4:15 - 5:10 PM | Closing Keynote

Radical Publishing & Riso Lab, presented by Elaine Lopez

This session presents Radical Publishing & Riso Lab, a studio course that treats New York City as an active site of inquiry rather than a backdrop. Centred on Risograph printing as the means of production, the course approaches publishing as a collective and political practice informed by circulation, labour and access.
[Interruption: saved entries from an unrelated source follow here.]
// src/services/book_detail.rs

//! Book detail resolver.
//!
//! Builds a [`BookSummary`] from a work record, resolving author references
//! concurrently. Only the work fetch itself is fatal; author lookups degrade
//! to a placeholder.

use std::sync::Arc;

use futures::future;

use crate::error::{AppError, Result};
use crate::models::{
    BookSummary, Config, CoverSize, Description, NO_DESCRIPTION, UNKNOWN_AUTHOR, UNKNOWN_TITLE,
    WorkRecord,
};
use crate::services::CatalogClient;

/// Resolves normalized book details from the catalog.
pub struct BookDetailResolver {
    config: Arc<Config>,
    catalog: Arc<dyn CatalogClient>,
}

impl BookDetailResolver {
    pub fn new(config: Arc<Config>, catalog: Arc<dyn CatalogClient>) -> Self {
        Self { config, catalog }
    }

    /// Resolve the work behind `key` into a book summary.
    ///
    /// Fails with [`AppError::DetailFetch`] only when the work record itself
    /// cannot be fetched.
    pub async fn resolve(&self, key: &str) -> Result<BookSummary> {
        let work = self
            .catalog
            .fetch_work(key)
            .await
            .map_err(|e| AppError::detail_fetch(key, e))?;

        let authors = self.resolve_authors(&work).await;
        let summary = self.summarize(key, work, authors);

        log::debug!(
            "Resolved {} \"{}\" ({} authors, {} genres)",
            summary.id,
            summary.title,
            summary.authors.len(),
            summary.genres.len()
        );
        Ok(summary)
    }

    /// Fetch every referenced author in parallel and keep the ones that resolve.
    async fn resolve_authors(&self, work: &WorkRecord) -> Vec<String> {
        let keys = work.author_keys();
        let lookups = keys.iter().map(|key| async move {
            let result = self.catalog.fetch_author(key).await;
            (key, result)
        });

        let mut names = Vec::new();
        for (key, result) in future::join_all(lookups).await {
            match result {
                Ok(author) => match author.display_name() {
                    Some(name) => names.push(name.to_string()),
                    None => log::debug!("Author {} has no name", key),
                },
                Err(e) => log::warn!("Failed to resolve author {}: {}", key, e),
            }
        }

        if names.is_empty() {
            vec![UNKNOWN_AUTHOR.to_string()]
        } else {
            names
        }
    }

    fn summarize(&self, key: &str, work: WorkRecord, authors: Vec<String>) -> BookSummary {
        let cover_url = work
            .cover_id()
            .and_then(|id| self.config.catalog.cover_url(id, CoverSize::Large));

        let description = work
            .description
            .as_ref()
            .and_then(Description::text)
            .unwrap_or(NO_DESCRIPTION)
            .to_string();

        let title = work
            .title
            .as_deref()
            .map(str::trim)
            .filter(|t| !t.is_empty())
            .unwrap_or(UNKNOWN_TITLE)
            .to_string();

        let genres = work
            .subjects
            .into_iter()
            .take(self.config.enrichment.genre_limit)
            .collect();

        BookSummary {
            id: work.key.unwrap_or_else(|| key.to_string()),
            title,
            authors,
            cover_url,
            description,
            genres,
        }
    }
}

#[cfg(test)]
mod tests {
    use super::*;
    use std::time::Duration;

    use serde_json::json;

    use crate::services::testing::FakeCatalog;

    fn hobbit() -> WorkRecord {
        serde_json::from_value(json!({
            "key": "/works/OL45883W",
            "title": "The Hobbit",
            "covers": [8231856],
            "authors": [
                { "author": { "key": "/authors/OL26320A" } },
                { "author": { "key": "/authors/OL2A" } }
            ],
            "description": { "type": "/type/text", "value": "A hobbit goes on an adventure." },
            "subjects": ["Fantasy", "Dragons", "Wizards", "Dwarves", "Elves", "Quests", "Maps"]
        }))
        .unwrap()
    }

    fn resolver(catalog: FakeCatalog) -> BookDetailResolver {
        BookDetailResolver::new(Arc::new(Config::default()), Arc::new(catalog))
    }

    #[tokio::test]
    async fn test_resolve_full_record() {
        let catalog = FakeCatalog::default()
            .with_work("/works/OL45883W", hobbit())
            .with_author("/authors/OL26320A", "J.R.R. Tolkien")
            .with_author("/authors/OL2A", "Christopher Tolkien");

        let book = resolver(catalog).resolve("/works/OL45883W").await.unwrap();
        assert_eq!(book.id, "/works/OL45883W");
        assert_eq!(book.title, "The Hobbit");
        assert_eq!(book.authors, vec!["J.R.R. Tolkien", "Christopher Tolkien"]);
        assert_eq!(
            book.cover_url.as_deref(),
            Some("https://covers.openlibrary.org/b/id/8231856-L.jpg")
        );
        assert_eq!(book.description, "A hobbit goes on an adventure.");
        assert_eq!(
            book.genres,
            vec!["Fantasy", "Dragons", "Wizards", "Dwarves", "Elves"]
        );
    }

    #[tokio::test]
    async fn test_partial_author_failure_keeps_resolved_names() {
        let catalog = FakeCatalog::default()
            .with_work("/works/OL45883W", hobbit())
            .with_author("/authors/OL2A", "Christopher Tolkien");

        let book = resolver(catalog).resolve("/works/OL45883W").await.unwrap();
        assert_eq!(book.authors, vec!["Christopher Tolkien"]);
    }

    #[tokio::test]
    async fn test_total_author_failure_uses_placeholder() {
        let catalog = FakeCatalog::default().with_work("/works/OL45883W", hobbit());

        let book = resolver(catalog).resolve("/works/OL45883W").await.unwrap();
        assert_eq!(book.authors, vec![UNKNOWN_AUTHOR]);
        assert_eq!(book.title, "The Hobbit");
    }

    #[tokio::test]
    async fn test_sparse_record_placeholders() {
        let work: WorkRecord = serde_json::from_value(json!({
            "description": "Plain string description"
        }))
        .unwrap();
        let catalog = FakeCatalog::default().with_work("/works/OL9W", work);

        let book = resolver(catalog).resolve("/works/OL9W").await.unwrap();
        assert_eq!(book.id, "/works/OL9W");
        assert_eq!(book.title, UNKNOWN_TITLE);
        assert_eq!(book.authors, vec![UNKNOWN_AUTHOR]);
        assert_eq!(book.cover_url, None);
        assert_eq!(book.description, "Plain string description");
        assert!(book.genres.is_empty());

        let empty = FakeCatalog::default().with_work("/works/OL8W", WorkRecord::default());
        let book = resolver(empty).resolve("/works/OL8W").await.unwrap();
        assert_eq!(book.description, NO_DESCRIPTION);
    }

    #[tokio::test]
    async fn test_work_failure_is_detail_fetch_error() {
        let err = resolver(FakeCatalog::default())
            .resolve("/works/OL404W")
            .await
            .unwrap_err();
        match err {
            AppError::DetailFetch { key, .. } => assert_eq!(key, "/works/OL404W"),
            other => panic!("unexpected error: {other:?}"),
        }
    }

    #[tokio::test(start_paused = true)]
    async fn test_authors_resolve_in_parallel() {
        let catalog = FakeCatalog::default()
            .with_work("/works/OL45883W", hobbit())
            .with_author("/authors/OL26320A", "J.R.R. Tolkien")
            .with_author("/authors/OL2A", "Christopher Tolkien")
            .with_delay(Duration::from_millis(100));

        let start = tokio::time::Instant::now();
        resolver(catalog).resolve("/works/OL45883W").await.unwrap();
        // one work fetch, then both authors side by side
        assert!(start.elapsed() < Duration::from_millis(300));
    }
}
Students move between the classroom and spaces such as Interference Archive, Secret Riso Club, Lucky Risograph and the Parsons School of Design university archives, using these visits to inform the content and form of radical posters, zines, GIFs and collaborative publications. Field trips are not enrichment; they are the structure of the course. Encounters with archives, working studios and practitioners generate research questions, writing prompts, production constraints and distribution strategies. In this presentation, Elaine share a framework for treating the city as an extended classroom, practical models for archive-based making exercises and approaches to teaching print production as critical inquiry and shared authorship. Mobility—both geographic and conceptual—becomes a method for reshaping how design knowledge is produced and circulated.

About Elaine Lopez

Elaine is a Cuban-American designer, researcher and educator whose work explores the intersections of cultural identity, print culture and socially engaged design. She is an Assistant Professor of Communication Design at Parsons School of Design at The New School, where she teaches Thesis, Riso printing and typography. Across her research, teaching and professional practice, Elaine approaches design as a relational act—one that can foster dialogue, cultivate care and challenge dominant narratives.